Having a brand new, superbly restored venue to carry out and congregate in may sway followers’ and artists’ choices only a bit.
“With the current administration, the fires and then the ICE raids, sometimes I just want to coil up in a ball and just be away,” Gonzalez stated. “But we’ve realized a lot of our community want to be together. We posted about the ICE raids and people were like, ‘How can you still do shows?’ Well, we really believe that people can be inspired to make change through the artists that come through the rooms. There’s a lot of power in that and it gives us the will to move forward even though it’s a tough time.”
A sculpture by American artist Lucile Lloyd is at one nook of the Sid the Cat stage.

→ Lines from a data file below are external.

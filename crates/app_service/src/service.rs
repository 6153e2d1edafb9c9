//! The application service
//!
//! Single controlling context for the whole system: it owns both
//! collections behind one write lock, dispatches every operation, and
//! persists a snapshot after each successful mutation.
//!
//! Mutations follow a save-then-swap discipline. The next version of a
//! collection is computed first, saved through the store port, and only
//! then swapped in; a store failure therefore leaves the in-memory state
//! exactly as it was.

use std::sync::Arc;

use chrono::NaiveDate;
use tokio::sync::RwLock;

use crate::config::ServiceConfig;
use crate::error::ServiceError;
use core_kernel::{BillingMonth, CustomerId, Money};
use domain_billing::{area_report, monthly_bill, AreaReportRow, MonthlyBill};
use domain_directory::{Customer, CustomerDirectory, CustomerDraft};
use domain_ledger::{Holdings, Supply, SupplyDraft, SupplyLedger};
use infra_store::{Snapshot, SnapshotStore};

#[derive(Debug, Default)]
struct State {
    directory: CustomerDirectory,
    ledger: SupplyLedger,
}

/// Owns the customer directory and supply ledger, serializing all writes
pub struct AquaService {
    state: RwLock<State>,
    store: Arc<dyn SnapshotStore>,
}

impl AquaService {
    /// Opens the service, restoring both collections from the store
    ///
    /// # Errors
    ///
    /// Returns `ServiceError::Store` when the snapshot cannot be loaded.
    pub async fn open(
        store: Arc<dyn SnapshotStore>,
        config: &ServiceConfig,
    ) -> Result<Self, ServiceError> {
        let (directory, ledger) = store.load().await?.restore();
        tracing::info!(
            business = %config.business_name,
            customers = directory.len(),
            supplies = ledger.len(),
            "service opened"
        );
        Ok(Self {
            state: RwLock::new(State { directory, ledger }),
            store,
        })
    }

    /// Adds a customer and persists the new state
    ///
    /// # Errors
    ///
    /// Validation and store errors leave the collections untouched.
    pub async fn add_customer(&self, draft: &CustomerDraft) -> Result<Customer, ServiceError> {
        let mut state = self.state.write().await;
        let (directory, customer) = state.directory.add(draft)?;
        self.store
            .save(&Snapshot::capture(&directory, &state.ledger))
            .await?;
        state.directory = directory;
        Ok(customer)
    }

    /// Updates a customer and persists the new state
    ///
    /// # Errors
    ///
    /// Validation, not-found, and store errors leave the collections untouched.
    pub async fn update_customer(
        &self,
        id: CustomerId,
        draft: &CustomerDraft,
    ) -> Result<Customer, ServiceError> {
        let mut state = self.state.write().await;
        let (directory, customer) = state.directory.update(id, draft)?;
        self.store
            .save(&Snapshot::capture(&directory, &state.ledger))
            .await?;
        state.directory = directory;
        Ok(customer)
    }

    /// Removes a customer and persists the new state; a no-op for absent ids
    ///
    /// The customer's supply history stays in the ledger.
    ///
    /// # Errors
    ///
    /// Returns `ServiceError::Store` when the snapshot cannot be saved.
    pub async fn remove_customer(&self, id: CustomerId) -> Result<(), ServiceError> {
        let mut state = self.state.write().await;
        let directory = state.directory.remove(id);
        self.store
            .save(&Snapshot::capture(&directory, &state.ledger))
            .await?;
        state.directory = directory;
        Ok(())
    }

    /// Records a supply sheet and persists the new state
    ///
    /// # Errors
    ///
    /// Returns `ServiceError::Store` when the snapshot cannot be saved;
    /// nothing is appended in that case.
    pub async fn record_supplies(
        &self,
        date: NaiveDate,
        entries: &[(CustomerId, SupplyDraft)],
    ) -> Result<Vec<Supply>, ServiceError> {
        let mut state = self.state.write().await;
        for (customer_id, _) in entries {
            if !state.directory.contains(*customer_id) {
                tracing::warn!(%customer_id, "supply entry for customer not in directory");
            }
        }
        let (ledger, recorded) = state.ledger.record_batch(date, entries);
        self.store
            .save(&Snapshot::capture(&state.directory, &ledger))
            .await?;
        state.ledger = ledger;
        Ok(recorded)
    }

    /// All customers in directory order
    pub async fn customers(&self) -> Vec<Customer> {
        self.state.read().await.directory.customers().to_vec()
    }

    /// Looks up a customer by id
    pub async fn customer(&self, id: CustomerId) -> Option<Customer> {
        self.state.read().await.directory.find(id).cloned()
    }

    /// Distinct areas in first-seen directory order
    pub async fn areas(&self) -> Vec<String> {
        self.state.read().await.directory.areas()
    }

    /// Net units currently with the customer
    pub async fn holdings(&self, customer_id: CustomerId) -> Holdings {
        self.state.read().await.ledger.holdings_for(customer_id)
    }

    /// Lifetime amount the customer owes
    pub async fn dues(&self, customer_id: CustomerId) -> Money {
        let state = self.state.read().await;
        if !state.directory.contains(customer_id) {
            tracing::warn!(%customer_id, "dues requested for customer not in directory");
        }
        state.ledger.dues_for(customer_id, &state.directory)
    }

    /// Bill for one customer and month; `None` for an unknown customer
    pub async fn monthly_bill(
        &self,
        customer_id: CustomerId,
        month: BillingMonth,
    ) -> Option<MonthlyBill> {
        let state = self.state.read().await;
        let bill = monthly_bill(customer_id, month, &state.directory, &state.ledger);
        if bill.is_none() {
            tracing::warn!(%customer_id, %month, "bill requested for customer not in directory");
        }
        bill
    }

    /// Holdings and dues for every customer in the area, in directory order
    pub async fn area_report(&self, area: &str) -> Vec<AreaReportRow> {
        let state = self.state.read().await;
        area_report(area, &state.directory, &state.ledger)
    }
}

(Etienne Laurent / For The Occasions)
Whereas Sid the Cat Auditorium hasn’t set its actual opening date, nor booked its lineup of exhibits, the crew estimates development is about 85% completed. With the blessing of South Pasadena metropolis authorities and native neighbors, they’re hopeful they’ll keep away from last-minute allow snags or delays, at the same time as prices for development and labor for a historic constructing have skyrocketed post-fires and post-tariffs. South Pasadena Mayor Janet Braun stated she’s “very excited” concerning the new venue, calling it “a beautifully renovated historic space with a 21st century sound system and amenities.”
Discovering these misplaced panels from Lloyd was proof sufficient to imagine that, even after tragedy and years of rebuilding, there’s nonetheless magnificence value sifting by way of the ashes for.
“People came out after the fires to our shows and told us, ‘I’m so happy to be out and forget a little bit about what just happened to our city,’” Wilkerson stated. “We’re that escape for a lot of people, and they have those four hours where they can get away from all that, enjoy the music and cut loose. It’s such a privilege and we don’t take it for granted.”